REQUIREMENT
Look for "warning" in the listing below. Gather each line that contains it.

= Beginning of Section =

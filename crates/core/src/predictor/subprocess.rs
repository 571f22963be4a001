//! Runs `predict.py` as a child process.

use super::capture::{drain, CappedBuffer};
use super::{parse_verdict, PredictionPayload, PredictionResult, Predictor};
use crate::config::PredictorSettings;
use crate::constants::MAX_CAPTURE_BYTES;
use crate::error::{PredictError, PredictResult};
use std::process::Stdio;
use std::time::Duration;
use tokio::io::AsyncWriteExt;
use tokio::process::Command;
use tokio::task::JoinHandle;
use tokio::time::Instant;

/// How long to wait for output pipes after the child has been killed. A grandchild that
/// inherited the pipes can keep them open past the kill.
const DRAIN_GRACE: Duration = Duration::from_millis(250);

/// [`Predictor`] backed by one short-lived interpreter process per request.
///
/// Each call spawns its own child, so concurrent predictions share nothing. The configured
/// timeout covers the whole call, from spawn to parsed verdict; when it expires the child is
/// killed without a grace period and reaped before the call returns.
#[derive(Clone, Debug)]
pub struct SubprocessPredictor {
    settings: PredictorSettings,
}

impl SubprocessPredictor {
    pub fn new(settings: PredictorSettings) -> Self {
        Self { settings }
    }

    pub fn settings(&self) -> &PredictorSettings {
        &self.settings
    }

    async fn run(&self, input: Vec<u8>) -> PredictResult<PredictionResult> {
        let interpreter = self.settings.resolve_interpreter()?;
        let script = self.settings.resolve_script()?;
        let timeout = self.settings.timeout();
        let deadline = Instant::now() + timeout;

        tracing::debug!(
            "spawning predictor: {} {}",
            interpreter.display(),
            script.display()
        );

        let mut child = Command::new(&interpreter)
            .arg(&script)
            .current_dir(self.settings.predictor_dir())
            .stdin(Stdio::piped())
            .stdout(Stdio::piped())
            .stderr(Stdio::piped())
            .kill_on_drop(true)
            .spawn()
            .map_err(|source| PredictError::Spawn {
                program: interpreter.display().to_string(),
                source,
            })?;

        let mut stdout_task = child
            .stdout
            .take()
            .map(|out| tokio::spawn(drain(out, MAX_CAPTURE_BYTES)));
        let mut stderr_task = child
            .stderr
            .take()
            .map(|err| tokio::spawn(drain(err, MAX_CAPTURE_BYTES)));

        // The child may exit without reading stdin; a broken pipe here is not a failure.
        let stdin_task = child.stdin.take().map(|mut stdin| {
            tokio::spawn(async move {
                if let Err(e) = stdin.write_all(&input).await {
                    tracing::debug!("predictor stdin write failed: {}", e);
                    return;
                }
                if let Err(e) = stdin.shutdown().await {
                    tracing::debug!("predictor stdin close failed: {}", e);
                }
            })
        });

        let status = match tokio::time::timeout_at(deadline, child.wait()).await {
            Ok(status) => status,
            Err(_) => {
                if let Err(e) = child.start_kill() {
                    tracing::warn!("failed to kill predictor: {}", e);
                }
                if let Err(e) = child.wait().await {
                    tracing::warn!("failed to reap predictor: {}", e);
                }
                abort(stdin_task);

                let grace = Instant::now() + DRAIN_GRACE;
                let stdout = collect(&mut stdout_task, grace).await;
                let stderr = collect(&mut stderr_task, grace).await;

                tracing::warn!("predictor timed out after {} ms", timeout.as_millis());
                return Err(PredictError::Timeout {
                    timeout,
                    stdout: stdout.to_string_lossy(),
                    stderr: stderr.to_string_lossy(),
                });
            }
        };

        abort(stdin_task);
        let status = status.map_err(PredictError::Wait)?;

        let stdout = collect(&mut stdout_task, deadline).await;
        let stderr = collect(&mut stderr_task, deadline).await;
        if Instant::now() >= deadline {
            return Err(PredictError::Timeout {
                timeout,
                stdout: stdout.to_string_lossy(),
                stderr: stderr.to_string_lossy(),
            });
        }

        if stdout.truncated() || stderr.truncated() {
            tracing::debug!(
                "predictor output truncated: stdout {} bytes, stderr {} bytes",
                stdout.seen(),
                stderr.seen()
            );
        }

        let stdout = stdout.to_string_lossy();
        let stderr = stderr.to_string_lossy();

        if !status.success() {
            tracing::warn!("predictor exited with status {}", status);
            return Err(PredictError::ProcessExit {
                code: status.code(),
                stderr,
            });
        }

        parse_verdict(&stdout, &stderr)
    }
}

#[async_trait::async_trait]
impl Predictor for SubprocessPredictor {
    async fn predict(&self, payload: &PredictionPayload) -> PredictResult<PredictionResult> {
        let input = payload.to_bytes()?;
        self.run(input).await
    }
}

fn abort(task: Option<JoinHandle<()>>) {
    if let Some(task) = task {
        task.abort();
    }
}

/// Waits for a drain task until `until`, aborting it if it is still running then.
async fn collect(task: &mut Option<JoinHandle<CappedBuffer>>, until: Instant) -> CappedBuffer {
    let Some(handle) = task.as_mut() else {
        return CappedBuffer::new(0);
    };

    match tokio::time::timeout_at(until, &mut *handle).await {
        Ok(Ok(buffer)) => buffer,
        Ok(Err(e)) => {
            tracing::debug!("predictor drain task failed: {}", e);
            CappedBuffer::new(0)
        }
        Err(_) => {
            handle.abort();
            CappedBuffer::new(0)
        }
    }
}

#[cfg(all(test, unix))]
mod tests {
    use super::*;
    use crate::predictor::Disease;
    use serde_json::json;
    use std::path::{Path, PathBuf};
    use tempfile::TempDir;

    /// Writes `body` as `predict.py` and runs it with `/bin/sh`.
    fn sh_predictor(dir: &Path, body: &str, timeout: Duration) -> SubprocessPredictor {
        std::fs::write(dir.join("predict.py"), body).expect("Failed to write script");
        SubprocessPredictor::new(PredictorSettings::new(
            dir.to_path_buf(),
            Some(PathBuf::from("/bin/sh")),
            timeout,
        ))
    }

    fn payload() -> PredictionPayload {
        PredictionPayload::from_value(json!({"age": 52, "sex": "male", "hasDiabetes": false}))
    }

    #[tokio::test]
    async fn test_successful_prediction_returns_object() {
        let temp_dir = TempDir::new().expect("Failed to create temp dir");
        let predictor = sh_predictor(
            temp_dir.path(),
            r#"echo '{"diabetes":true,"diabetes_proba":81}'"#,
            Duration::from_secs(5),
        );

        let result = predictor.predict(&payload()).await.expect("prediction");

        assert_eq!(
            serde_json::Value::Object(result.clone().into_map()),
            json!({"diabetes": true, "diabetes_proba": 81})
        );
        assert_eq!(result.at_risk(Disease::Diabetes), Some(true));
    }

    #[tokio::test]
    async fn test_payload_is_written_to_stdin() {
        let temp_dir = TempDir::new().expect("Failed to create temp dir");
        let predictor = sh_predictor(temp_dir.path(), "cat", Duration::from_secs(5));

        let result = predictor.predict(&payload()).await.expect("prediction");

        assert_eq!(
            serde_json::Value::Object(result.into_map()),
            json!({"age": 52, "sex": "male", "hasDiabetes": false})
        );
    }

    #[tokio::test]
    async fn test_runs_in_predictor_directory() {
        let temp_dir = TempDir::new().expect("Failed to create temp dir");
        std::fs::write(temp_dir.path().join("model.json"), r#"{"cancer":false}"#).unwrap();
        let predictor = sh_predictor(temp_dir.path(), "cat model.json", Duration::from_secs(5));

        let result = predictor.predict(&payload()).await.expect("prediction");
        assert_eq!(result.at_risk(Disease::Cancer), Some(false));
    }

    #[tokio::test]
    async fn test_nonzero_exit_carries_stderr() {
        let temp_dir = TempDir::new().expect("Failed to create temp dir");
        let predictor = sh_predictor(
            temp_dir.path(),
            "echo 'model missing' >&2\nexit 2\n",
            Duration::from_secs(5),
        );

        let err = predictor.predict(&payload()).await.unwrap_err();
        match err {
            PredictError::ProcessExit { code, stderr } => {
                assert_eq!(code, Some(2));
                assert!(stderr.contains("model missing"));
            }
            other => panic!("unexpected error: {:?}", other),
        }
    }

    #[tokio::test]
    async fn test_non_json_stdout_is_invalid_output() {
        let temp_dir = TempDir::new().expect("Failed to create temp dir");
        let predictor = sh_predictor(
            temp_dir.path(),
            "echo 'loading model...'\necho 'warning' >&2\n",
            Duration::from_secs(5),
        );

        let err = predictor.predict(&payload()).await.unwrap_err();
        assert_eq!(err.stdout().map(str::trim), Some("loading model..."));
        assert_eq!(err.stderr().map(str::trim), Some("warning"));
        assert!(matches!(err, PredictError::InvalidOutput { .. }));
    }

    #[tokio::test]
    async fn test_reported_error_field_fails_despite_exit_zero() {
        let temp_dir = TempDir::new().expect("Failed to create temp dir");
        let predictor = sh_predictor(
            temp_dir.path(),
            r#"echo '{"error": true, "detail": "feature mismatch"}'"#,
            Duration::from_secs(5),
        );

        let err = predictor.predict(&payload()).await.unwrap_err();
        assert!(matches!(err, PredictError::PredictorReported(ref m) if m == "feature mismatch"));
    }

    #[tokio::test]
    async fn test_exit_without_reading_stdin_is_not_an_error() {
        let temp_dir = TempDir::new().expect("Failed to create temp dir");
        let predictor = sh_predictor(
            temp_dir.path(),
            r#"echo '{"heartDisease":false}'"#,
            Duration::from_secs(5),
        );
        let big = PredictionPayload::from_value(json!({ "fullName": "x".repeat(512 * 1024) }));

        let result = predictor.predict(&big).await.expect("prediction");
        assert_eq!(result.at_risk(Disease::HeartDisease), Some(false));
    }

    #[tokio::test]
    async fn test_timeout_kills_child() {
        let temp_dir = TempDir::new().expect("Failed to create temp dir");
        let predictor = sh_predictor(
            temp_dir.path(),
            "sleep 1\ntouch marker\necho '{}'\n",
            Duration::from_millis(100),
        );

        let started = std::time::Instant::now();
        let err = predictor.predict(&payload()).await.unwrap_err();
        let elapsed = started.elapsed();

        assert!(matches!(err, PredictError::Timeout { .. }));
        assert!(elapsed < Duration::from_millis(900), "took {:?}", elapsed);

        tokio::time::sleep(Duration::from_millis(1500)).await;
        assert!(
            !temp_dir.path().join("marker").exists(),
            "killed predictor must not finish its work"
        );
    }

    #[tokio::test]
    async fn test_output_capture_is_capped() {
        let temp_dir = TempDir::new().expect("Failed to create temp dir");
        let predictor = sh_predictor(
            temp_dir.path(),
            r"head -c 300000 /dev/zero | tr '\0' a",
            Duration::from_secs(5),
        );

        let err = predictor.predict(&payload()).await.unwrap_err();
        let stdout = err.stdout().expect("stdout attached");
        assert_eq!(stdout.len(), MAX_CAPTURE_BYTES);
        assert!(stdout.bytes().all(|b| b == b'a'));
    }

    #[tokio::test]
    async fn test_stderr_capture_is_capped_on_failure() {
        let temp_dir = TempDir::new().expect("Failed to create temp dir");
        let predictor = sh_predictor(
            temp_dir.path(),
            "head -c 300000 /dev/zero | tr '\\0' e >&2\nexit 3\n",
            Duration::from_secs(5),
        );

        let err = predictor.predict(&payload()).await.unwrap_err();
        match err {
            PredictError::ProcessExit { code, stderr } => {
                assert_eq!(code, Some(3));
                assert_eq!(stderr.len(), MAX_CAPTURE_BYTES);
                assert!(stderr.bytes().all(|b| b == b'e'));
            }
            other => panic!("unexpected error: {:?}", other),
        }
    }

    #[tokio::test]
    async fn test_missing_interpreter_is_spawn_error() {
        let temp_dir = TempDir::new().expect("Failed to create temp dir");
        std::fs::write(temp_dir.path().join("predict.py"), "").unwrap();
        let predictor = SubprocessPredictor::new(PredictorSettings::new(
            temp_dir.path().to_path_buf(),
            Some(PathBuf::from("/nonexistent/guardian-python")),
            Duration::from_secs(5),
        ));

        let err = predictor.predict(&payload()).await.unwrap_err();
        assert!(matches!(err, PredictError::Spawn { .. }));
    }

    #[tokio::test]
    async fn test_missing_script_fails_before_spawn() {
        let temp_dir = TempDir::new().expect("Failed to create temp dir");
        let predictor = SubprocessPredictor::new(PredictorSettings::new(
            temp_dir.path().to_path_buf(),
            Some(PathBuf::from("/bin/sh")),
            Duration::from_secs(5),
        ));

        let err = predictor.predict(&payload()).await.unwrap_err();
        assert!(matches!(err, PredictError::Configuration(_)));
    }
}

= End of Section =

TASK OUTPUT
            "echo 'loading model...'\necho 'warning' >&2\n",
        assert_eq!(err.stderr().map(str::trim), Some("warning"));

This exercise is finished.